The study presents a novel survival analysis model tailored for IoT vulnerabilities, integrating diverse data sources and demonstrating accurate prediction of fix times.

Findings

The model accurately predicts IoT vulnerability fix times.

Data from VulDB and NVD are highly effective for predictions.

Twitter trend data adds minimal benefit.

Abstract

The rapid integration of Internet of Things (IoT) devices into enterprise environments presents significant security challenges. Many IoT devices are released to the market with minimal security measures, often harbouring an average of 25 vulnerabilities per device. To enhance cybersecurity measures and aid system administrators in managing IoT patches more effectively, we propose an innovative framework that predicts the time it will take for a vulnerable IoT device to receive a fix or patch. We developed a survival analysis model based on the Accelerated Failure Time (AFT) approach, implemented using the XGBoost ensemble regression model, to predict when vulnerable IoT devices will receive fixes or patches. By constructing a comprehensive IoT vulnerabilities database that combines public and private sources, we provide insights into affected devices, vulnerability detection dates, published CVEs, patch release dates, and associated Twitter activity trends.
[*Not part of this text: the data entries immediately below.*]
//! Raw TCP delivery of ESC/POS bytes to a network printer.
//!
//! Each call is an independent attempt against the address passed in:
//! connect, write, flush, let the printer drain its buffer, close. There
//! is no queue and no retry; a failed job is reported once and dropped.

use std::io;
use std::time::Duration;

use async_trait::async_trait;
use tokio::io::{AsyncWrite, AsyncWriteExt};
use tokio::net::TcpStream;
use tracing::{debug, info, instrument, warn};

use crate::escpos::CASH_DRAWER_KICK;
use crate::settings::PrinterEndpoint;
use crate::ticket::TicketDocument;

/// Connect timeout for print jobs and connection tests.
pub const DEFAULT_CONNECT_TIMEOUT: Duration = Duration::from_secs(5);

/// Pause between flushing and closing; some firmware drops the tail of
/// its buffer if the peer disconnects immediately.
pub const SETTLE_DELAY: Duration = Duration::from_millis(300);

/// Why a print job or connection test failed.
#[derive(Debug, thiserror::Error)]
pub enum PrintError {
    /// No printer address is configured.
    #[error("no printer configured")]
    NotConfigured,

    /// The printer did not accept the connection in time.
    #[error("connection to {addr} timed out after {}s", timeout.as_secs_f32())]
    Timeout { addr: String, timeout: Duration },

    /// The connection was refused or the host is unreachable.
    #[error("failed to connect to {addr}: {source}")]
    Connect {
        addr: String,
        #[source]
        source: io::Error,
    },

    /// Writing the job failed part-way.
    #[error("write failed: {0}")]
    Write(#[source] io::Error),

    /// Flushing the socket failed.
    #[error("flush failed: {0}")]
    Flush(#[source] io::Error),
}

impl PrintError {
    /// The underlying I/O error, if the failure came from the socket.
    pub fn io_error(&self) -> Option<&io::Error> {
        match self {
            PrintError::Connect { source, .. } => Some(source),
            PrintError::Write(e) | PrintError::Flush(e) => Some(e),
            PrintError::NotConfigured | PrintError::Timeout { .. } => None,
        }
    }
}

/// Opens the byte stream a job is written to.
#[async_trait]
pub trait Connect: Send + Sync {
    type Stream: AsyncWrite + Send + Unpin;

    async fn connect(&self, host: &str, port: u16) -> io::Result<Self::Stream>;
}

/// Plain TCP, as spoken by JetDirect-style printer ports.
#[derive(Debug, Clone, Copy, Default)]
pub struct TcpConnector;

#[async_trait]
impl Connect for TcpConnector {
    type Stream = TcpStream;

    async fn connect(&self, host: &str, port: u16) -> io::Result<TcpStream> {
        let stream = TcpStream::connect((host, port)).await?;
        stream.set_nodelay(true)?;
        Ok(stream)
    }
}

/// Sends print jobs to a printer over a raw byte stream.
#[derive(Debug, Clone)]
pub struct PrinterTransport<C = TcpConnector> {
    connector: C,
    connect_timeout: Duration,
    settle_delay: Duration,
}

impl PrinterTransport<TcpConnector> {
    #[must_use]
    pub fn new() -> Self {
        Self::with_connector(TcpConnector)
    }
}

impl Default for PrinterTransport<TcpConnector> {
    fn default() -> Self {
        Self::new()
    }
}

impl<C: Connect> PrinterTransport<C> {
    pub fn with_connector(connector: C) -> Self {
        Self {
            connector,
            connect_timeout: DEFAULT_CONNECT_TIMEOUT,
            settle_delay: SETTLE_DELAY,
        }
    }

    #[must_use]
    pub fn with_connect_timeout(mut self, timeout: Duration) -> Self {
        self.connect_timeout = timeout;
        self
    }

    #[must_use]
    pub fn with_settle_delay(mut self, delay: Duration) -> Self {
        self.settle_delay = delay;
        self
    }

    /// Checks that the printer accepts connections. No data is sent.
    ///
    /// # Errors
    ///
    /// Returns a [`PrintError`] if the host is empty, the connection times
    /// out, or it is refused.
    #[instrument(skip(self), fields(addr = %format!("{host}:{port}")))]
    pub async fn test_connection(
        &self,
        host: &str,
        port: u16,
        timeout: Duration,
    ) -> Result<(), PrintError> {
        let mut stream = self.open(host, port, timeout).await.inspect_err(|e| {
            warn!(error = %e, "Printer connection test failed");
        })?;

        if let Err(e) = stream.shutdown().await {
            debug!(error = %e, "Error closing test connection");
        }
        info!("Printer reachable");
        Ok(())
    }

    /// Writes `data` to the printer, optionally followed by the cash drawer
    /// kick, then flushes, waits for the settle delay and closes.
    ///
    /// The socket is shut down and released on every path once it has been
    /// opened, including a failed write. Partial writes are not resumed.
    ///
    /// # Errors
    ///
    /// Returns a [`PrintError`] describing the first step that failed.
    #[instrument(skip(self, data), fields(addr = %format!("{host}:{port}"), bytes = data.len()))]
    pub async fn print_raw(
        &self,
        host: &str,
        port: u16,
        data: &[u8],
        kick_cash_drawer: bool,
    ) -> Result<(), PrintError> {
        let mut stream = self
            .open(host, port, self.connect_timeout)
            .await
            .inspect_err(|e| warn!(error = %e, "Print failed"))?;

        let result = self.deliver(&mut stream, data, kick_cash_drawer).await;

        if let Err(e) = stream.shutdown().await {
            debug!(error = %e, "Error closing printer socket");
        }
        drop(stream);

        match &result {
            Ok(()) => info!("Print job sent"),
            Err(e) => warn!(error = %e, "Print failed"),
        }
        result
    }

    /// Sends an encoded ticket to `endpoint`.
    ///
    /// # Errors
    ///
    /// See [`print_raw`](Self::print_raw).
    pub async fn print_ticket(
        &self,
        endpoint: &PrinterEndpoint,
        ticket: &TicketDocument,
    ) -> Result<(), PrintError> {
        self.print_raw(&endpoint.host, endpoint.port, ticket.as_bytes(), false)
            .await
    }

    async fn open(&self, host: &str, port: u16, timeout: Duration) -> Result<C::Stream, PrintError> {
        let host = host.trim();
        if host.is_empty() {
            return Err(PrintError::NotConfigured);
        }

        let addr = format!("{host}:{port}");
        debug!(%addr, "Connecting to printer");

        match tokio::time::timeout(timeout, self.connector.connect(host, port)).await {
            Ok(Ok(stream)) => Ok(stream),
            Ok(Err(source)) => Err(PrintError::Connect { addr, source }),
            Err(_) => Err(PrintError::Timeout { addr, timeout }),
        }
    }

    async fn deliver(
        &self,
        stream: &mut C::Stream,
        data: &[u8],
        kick_cash_drawer: bool,
    ) -> Result<(), PrintError> {
        stream.write_all(data).await.map_err(PrintError::Write)?;

        if kick_cash_drawer {
            stream
                .write_all(CASH_DRAWER_KICK)
                .await
                .map_err(PrintError::Write)?;
        }

        stream.flush().await.map_err(PrintError::Flush)?;
        tokio::time::sleep(self.settle_delay).await;

        Ok(())
    }
}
We conducted thorough experiments evaluating different combinations of features, including fundamental device and vulnerability data, National Vulnerability Database (NVD) information such as CVE, CWE, and CVSS scores, transformed textual descriptions into sentence vectors, and the frequency of Twitter trends related to CVEs. Our experiments demonstrate that the proposed model accurately predicts the time to fix for IoT vulnerabilities, with data from VulDB and NVD proving particularly effective. Incorporating Twitter trend data offered minimal additional benefit. This framework provides a practical tool for organisations to anticipate vulnerability resolutions, improve IoT patch management, and strengthen their cybersecurity posture against potential threats.